**** Exercise inputs
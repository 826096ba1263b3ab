use thiserror::Error;
use whalevault_privacy::PrivacyError;

use crate::prover::ProofKind;

#[derive(Error, Debug, Clone, PartialEq)]
pub enum ProverError {
    #[error("witness does not satisfy the {kind} circuit: {detail}")]
    ConstraintViolation { kind: ProofKind, detail: String },

    #[error("constraint synthesis failed: {0}")]
    Synthesis(String),

    #[error("proof generation failed: {0}")]
    Proving(String),

    #[error("merkle path does not lead to the claimed root")]
    RootMismatch,

    #[error("proof failed verification")]
    VerificationFailed,

    #[error("invalid proof encoding: {0}")]
    InvalidProof(String),

    #[error("key material error: {0}")]
    Keys(String),

    #[error("invalid witness: {0}")]
    Witness(#[from] PrivacyError),
}

impl ProverError {
    /// Stable code reported in failed proof jobs.
    pub fn code(&self) -> &'static str {
        match self {
            ProverError::ConstraintViolation { .. } => "CONSTRAINT_VIOLATION",
            ProverError::Synthesis(_) => "SYNTHESIS_ERROR",
            ProverError::Proving(_) => "PROOF_GENERATION_FAILED",
            ProverError::RootMismatch => "ROOT_MISMATCH",
            ProverError::VerificationFailed => "PROOF_VERIFICATION_FAILED",
            ProverError::InvalidProof(_) => "INVALID_PROOF",
            ProverError::Keys(_) => "PROVER_KEYS",
            ProverError::Witness(_) => "INVALID_WITNESS",
        }
    }
}

pub type Result<T> = std::result::Result<T, ProverError>;
use ark_bn254::Fr;
use ark_crypto_primitives::sponge::{
    constraints::CryptographicSpongeVar,
    poseidon::{PoseidonConfig, constraints::PoseidonSpongeVar},
};
use ark_r1cs_std::fields::fp::FpVar;
use ark_relations::r1cs::{ConstraintSystemRef, SynthesisError};

/// Poseidon hash of two field elements INSIDE the circuit.
///
/// Mirrors `PoseidonHasher::hash2`: absorb `a`, absorb `b`, squeeze one.
pub fn hash2(
    cs: ConstraintSystemRef<Fr>,
    config: &PoseidonConfig<Fr>,
    a: &FpVar<Fr>,
    b: &FpVar<Fr>,
) -> Result<FpVar<Fr>, SynthesisError> {
    let mut sponge = PoseidonSpongeVar::new(cs, config);
    sponge.absorb(a)?;
    sponge.absorb(b)?;

    Ok(sponge.squeeze_field_elements(1)?.remove(0))
}

#[cfg(test)]
mod tests {
    use super::*;
    use ark_r1cs_std::prelude::*;
    use ark_relations::r1cs::ConstraintSystem;
    use whalevault_privacy::{FieldHasher, default_hasher};

    #[test]
    fn test_gadget_matches_native_hash() {
        let cs = ConstraintSystem::<Fr>::new_ref();
        let a = Fr::from(1_000_000_000u64);
        let b = Fr::from(42u64);

        let a_var = FpVar::new_witness(cs.clone(), || Ok(a)).unwrap();
        let b_var = FpVar::new_witness(cs.clone(), || Ok(b)).unwrap();
        let out = hash2(cs.clone(), default_hasher().config(), &a_var, &b_var).unwrap();

        assert_eq!(out.value().unwrap(), default_hasher().hash2(a, b));
        assert!(cs.is_satisfied().unwrap());
    }
}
********
Task directions: What lines in the records above include the string "PoseidonSpongeVar"? Copy each one.

Answer for this exercise:
    poseidon::{PoseidonConfig, constraints::PoseidonSpongeVar},
    let mut sponge = PoseidonSpongeVar::new(cs, config);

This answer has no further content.